Há algum tempo eu vejo nas redes sociais a Amanda e seu trabalho, embora nunca tivesse lido nada dela, uma vez que seus primeiros livros foram enredos com um foco voltado para o gênero fantasia, e eu não sou muito fã dessa vertente. Porém, recentemente, encontrei uma resenha muito elogiosa sobre o Nunca olhe para dentro, e percebi, com surpresa, que a Amanda havia escrito um New Adulte. Logo, o adquiri e pretendia deixá-lo para ler no futuro. Porém assim que abri a primeira página e li o prólogo, senti que necessitava ler aquele livro imediatamente. E foi o que fiz.
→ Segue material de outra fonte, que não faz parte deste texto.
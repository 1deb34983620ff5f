//! Tag domain: entity, forms, and store wiring.
//!
//! Tags share the category shape on the wire but live under their own
//! endpoint set and carry their own (slightly looser) search rules.

use chrono::{DateTime, Utc};
use serde::{Deserialize, Serialize};

use vellum_core::validate::{Issues, Validate, ValidationError, is_display_name, is_slug};

use crate::resource::{Entity, EntityStatus, ResourceDomain, ResourceStore, SortOrder};

/// A post tag as the server returns it.
#[derive(Debug, Clone, PartialEq, Serialize, Deserialize)]
#[serde(rename_all = "camelCase")]
pub struct Tag {
    pub id: u64,
    pub name: String,
    pub slug: String,
    #[serde(default)]
    pub description: Option<String>,
    pub post_count: u32,
    pub order: u32,
    pub status: EntityStatus,
    pub created_at: DateTime<Utc>,
    pub updated_at: DateTime<Utc>,
}

impl Entity for Tag {
    fn id(&self) -> u64 {
        self.id
    }

    fn name(&self) -> &str {
        &self.name
    }
}

impl Validate for Tag {
    fn validate(&self) -> Result<(), ValidationError> {
        let mut issues = Issues::new();
        issues.ensure(self.id >= 1, "id must be positive");
        issues.ensure(
            is_display_name(&self.name) && self.name.chars().count() <= 50,
            "name must be 1-50 name characters",
        );
        issues.ensure(
            is_slug(&self.slug) && self.slug.chars().count() <= 50,
            "slug must be 1-50 slug characters",
        );
        if let Some(description) = &self.description {
            issues.ensure(
                description.chars().count() <= 500,
                "description must be at most 500 characters",
            );
        }
        issues.finish()
    }
}

/// Form for creating a tag.
#[derive(Debug, Clone, Serialize, Deserialize)]
#[serde(rename_all = "camelCase")]
pub struct TagForm {
    pub name: String,
    #[serde(skip_serializing_if = "Option::is_none")]
    pub description: Option<String>,
    #[serde(skip_serializing_if = "Option::is_none")]
    pub order: Option<u32>,
    pub status: EntityStatus,
}

impl Validate for TagForm {
    fn validate(&self) -> Result<(), ValidationError> {
        let mut issues = Issues::new();
        let name = self.name.trim();
        issues.ensure(!name.is_empty(), "name must not be empty");
        issues.ensure(name.chars().count() <= 50, "name must be at most 50 characters");
        issues.ensure(is_display_name(name), "name has invalid characters");
        if let Some(description) = &self.description {
            issues.ensure(
                description.trim().chars().count() <= 50,
                "description must be at most 50 characters",
            );
        }
        if let Some(order) = self.order {
            issues.ensure(order <= 999, "order must be at most 999");
        }
        issues.finish()
    }
}

/// Form for updating a tag.
#[derive(Debug, Clone, Serialize, Deserialize)]
#[serde(rename_all = "camelCase")]
pub struct TagUpdateForm {
    #[serde(skip_serializing)]
    pub id: u64,
    pub name: String,
    #[serde(skip_serializing_if = "Option::is_none")]
    pub description: Option<String>,
    #[serde(skip_serializing_if = "Option::is_none")]
    pub order: Option<u32>,
    #[serde(skip_serializing_if = "Option::is_none")]
    pub status: Option<EntityStatus>,
}

impl Validate for TagUpdateForm {
    fn validate(&self) -> Result<(), ValidationError> {
        let mut issues = Issues::new();
        issues.ensure(self.id >= 1, "id must be positive");
        let name = self.name.trim();
        issues.ensure(!name.is_empty(), "name must not be empty");
        issues.ensure(name.chars().count() <= 50, "name must be at most 50 characters");
        issues.ensure(is_display_name(name), "name has invalid characters");
        if let Some(order) = self.order {
            issues.ensure(order <= 999, "order must be at most 999");
        }
        issues.finish()
    }
}

/// Search form for the tag listing.
#[derive(Debug, Clone, Default, PartialEq, Serialize, Deserialize)]
#[serde(rename_all = "camelCase")]
pub struct TagSearchForm {
    #[serde(skip_serializing_if = "Option::is_none")]
    pub keyword: Option<String>,
    #[serde(skip_serializing_if = "Option::is_none")]
    pub status: Option<EntityStatus>,
    #[serde(skip_serializing_if = "Option::is_none")]
    pub sort: Option<SortOrder>,
}

impl Validate for TagSearchForm {
    fn validate(&self) -> Result<(), ValidationError> {
        let mut issues = Issues::new();
        if let Some(keyword) = &self.keyword {
            issues.ensure(
                keyword.chars().count() <= 20,
                "keyword must be at most 20 characters",
            );
        }
        issues.finish()
    }
}

/// Marker for the tag endpoint set.
pub struct TagDomain;

impl ResourceDomain for TagDomain {
    type Entity = Tag;
    type CreateForm = TagForm;
    type UpdateForm = TagUpdateForm;
    type SearchForm = TagSearchForm;

    const BASE_PATH: &'static str = "/tag";
    const LABEL: &'static str = "tag";

    fn update_id(form: &Self::UpdateForm) -> u64 {
        form.id
    }

    fn apply_update(entity: &mut Self::Entity, form: &Self::UpdateForm) {
        entity.name = form.name.clone();
        entity.description = form.description.clone();
        if let Some(order) = form.order {
            entity.order = order;
        }
        if let Some(status) = form.status {
            entity.status = status;
        }
    }
}

/// Cached tag store.
pub type TagStore = ResourceStore<TagDomain>;
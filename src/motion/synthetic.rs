//! Software camera: a bright square circling over a dark background.
//!
//! Stands in for a platform camera in the headless driver and in tests, with
//! switches for the failure modes a real device can show.

use std::sync::atomic::{AtomicUsize, Ordering};
use std::sync::Arc;

use crate::motion::capture::{CaptureBackend, CaptureConstraints, CaptureError, CaptureStream, FacingMode};
use crate::motion::frame::VideoFrame;

const BACKGROUND: [u8; 3] = [16, 20, 24];
const SQUARE: [u8; 3] = [240, 236, 220];
/// Angle the square advances per frame, radians
const ANGULAR_STEP: f32 = 0.15;

/// Open/release bookkeeping shared between a camera and its streams
#[derive(Debug, Default)]
pub struct CaptureCounters {
    open_attempts: AtomicUsize,
    opened: AtomicUsize,
    released: AtomicUsize,
}

impl CaptureCounters {
    pub fn open_attempts(&self) -> usize {
        self.open_attempts.load(Ordering::SeqCst)
    }

    pub fn opened(&self) -> usize {
        self.opened.load(Ordering::SeqCst)
    }

    pub fn released(&self) -> usize {
        self.released.load(Ordering::SeqCst)
    }

    /// Streams opened and not yet stopped
    pub fn open_streams(&self) -> usize {
        self.opened().saturating_sub(self.released())
    }
}

#[derive(Debug, Clone)]
pub struct SyntheticCamera {
    width: u32,
    height: u32,
    has_front_camera: bool,
    failure: Option<CaptureError>,
    end_after: Option<usize>,
    counters: Arc<CaptureCounters>,
}

impl SyntheticCamera {
    pub fn new(width: u32, height: u32) -> Self {
        Self {
            width: width.max(1),
            height: height.max(1),
            has_front_camera: true,
            failure: None,
            end_after: None,
            counters: Arc::new(CaptureCounters::default()),
        }
    }

    /// Only a rear camera: requests for a user-facing one fail
    pub fn without_front_camera(mut self) -> Self {
        self.has_front_camera = false;
        self
    }

    /// Every open fails with `error`
    pub fn failing_with(mut self, error: CaptureError) -> Self {
        self.failure = Some(error);
        self
    }

    /// Streams fail with [`CaptureError::StreamEnded`] after `frames` frames
    pub fn ending_after(mut self, frames: usize) -> Self {
        self.end_after = Some(frames);
        self
    }

    pub fn counters(&self) -> Arc<CaptureCounters> {
        self.counters.clone()
    }
}

impl CaptureBackend for SyntheticCamera {
    fn open(
        &mut self,
        constraints: &CaptureConstraints,
    ) -> Result<Box<dyn CaptureStream + Send>, CaptureError> {
        self.counters.open_attempts.fetch_add(1, Ordering::SeqCst);

        if let Some(error) = &self.failure {
            return Err(error.clone());
        }
        if constraints.facing == Some(FacingMode::User) && !self.has_front_camera {
            return Err(CaptureError::ConstraintsUnsatisfied(
                "no user-facing camera".to_string(),
            ));
        }

        let (width, height) = constraints.ideal_size.unwrap_or((self.width, self.height));
        self.counters.opened.fetch_add(1, Ordering::SeqCst);
        log::debug!("Synthetic camera opened at {}x{}", width, height);

        Ok(Box::new(SyntheticStream {
            width: width.max(1),
            height: height.max(1),
            frame_index: 0,
            end_after: self.end_after,
            stopped: false,
            counters: self.counters.clone(),
        }))
    }
}

struct SyntheticStream {
    width: u32,
    height: u32,
    frame_index: usize,
    end_after: Option<usize>,
    stopped: bool,
    counters: Arc<CaptureCounters>,
}

impl SyntheticStream {
    fn render(&self) -> Result<VideoFrame, CaptureError> {
        let mut frame = VideoFrame::filled(self.width, self.height, BACKGROUND)
            .map_err(|e| CaptureError::Device(e.to_string()))?;

        let (w, h) = (self.width as f32, self.height as f32);
        let size = (w.min(h) / 6.0).max(1.0);
        let angle = self.frame_index as f32 * ANGULAR_STEP;
        let cx = w * 0.5 + w * 0.25 * angle.cos();
        let cy = h * 0.5 + h * 0.25 * angle.sin();

        let x0 = (cx - size * 0.5).max(0.0) as u32;
        let y0 = (cy - size * 0.5).max(0.0) as u32;
        let x1 = ((cx + size * 0.5) as u32).min(self.width);
        let y1 = ((cy + size * 0.5) as u32).min(self.height);
        for y in y0..y1 {
            for x in x0..x1 {
                frame.set_rgb(x, y, SQUARE);
            }
        }
        Ok(frame)
    }
}

impl CaptureStream for SyntheticStream {
    fn read_frame(&mut self) -> Result<Option<VideoFrame>, CaptureError> {
        if self.stopped {
            return Err(CaptureError::StreamEnded);
        }
        if self.end_after.is_some_and(|n| self.frame_index >= n) {
            return Err(CaptureError::StreamEnded);
        }

        let frame = self.render()?;
        self.frame_index += 1;
        Ok(Some(frame))
    }

    fn stop(&mut self) {
        if !self.stopped {
            self.stopped = true;
            self.counters.released.fetch_add(1, Ordering::SeqCst);
        }
    }
}

impl Drop for SyntheticStream {
    fn drop(&mut self) {
        self.stop();
    }
}

#[cfg(test)]
mod tests {
    use super::*;

    #[test]
    fn test_frames_change_over_time() {
        let mut camera = SyntheticCamera::new(64, 48);
        let mut stream = camera.open(&CaptureConstraints::relaxed()).expect("opens");

        let first = stream.read_frame().expect("frame").expect("ready");
        let second = stream.read_frame().expect("frame").expect("ready");
        assert_eq!(first.width(), 64);
        assert_eq!(first.height(), 48);
        assert_ne!(first, second);
    }

    #[test]
    fn test_preferred_size_is_honored() {
        let mut camera = SyntheticCamera::new(64, 48);
        let mut stream = camera.open(&CaptureConstraints::preferred()).expect("opens");
        let frame = stream.read_frame().expect("frame").expect("ready");
        assert_eq!((frame.width(), frame.height()), (640, 480));
    }

    #[test]
    fn test_stop_is_idempotent() {
        let mut camera = SyntheticCamera::new(64, 48);
        let counters = camera.counters();
        let mut stream = camera.open(&CaptureConstraints::relaxed()).expect("opens");

        stream.stop();
        stream.stop();
        drop(stream);
        assert_eq!(counters.released(), 1);
        assert_eq!(counters.open_streams(), 0);
    }

    #[test]
    fn test_stopped_stream_yields_error() {
        let mut camera = SyntheticCamera::new(64, 48);
        let mut stream = camera.open(&CaptureConstraints::relaxed()).expect("opens");
        stream.stop();
        assert_eq!(stream.read_frame(), Err(CaptureError::StreamEnded));
    }
}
Na mesma hora, embarquei no enredo, que me proporcionou uma viagem muito interessante ao lado de Betina, conhecendo seus maiores traumas, dores e desejos.

O que mais me cativou nessa obra foi a escrita que é  Poética e bem feita, e nos deixa com vontade de ler mais e mais, nos envolvendo de uma forma bem intensa, a ponto de nos fazer imaginar cada cena que está sendo descrita. Ainda, achei incrível a inserção da sinestesia como uma característica bem especial da protagonista, e através das cores de Betina, consegui entender um pouco mais sobre tal fenômeno. Além disso, achei que Amanda conseguiu transmitir com muita competência os diversos sentimentos, desde o luto até a paixão pela pintura. Outro fator muito bacana foi a violência doméstica que é abordada de uma maneira realista aqui. Através dela o leitor é capaz de refletir, entender e se emocionar, e a violência doméstica foi o que deu origem a um dos epílogos mais originais e deliciosos que já tive a oportunidade de ler.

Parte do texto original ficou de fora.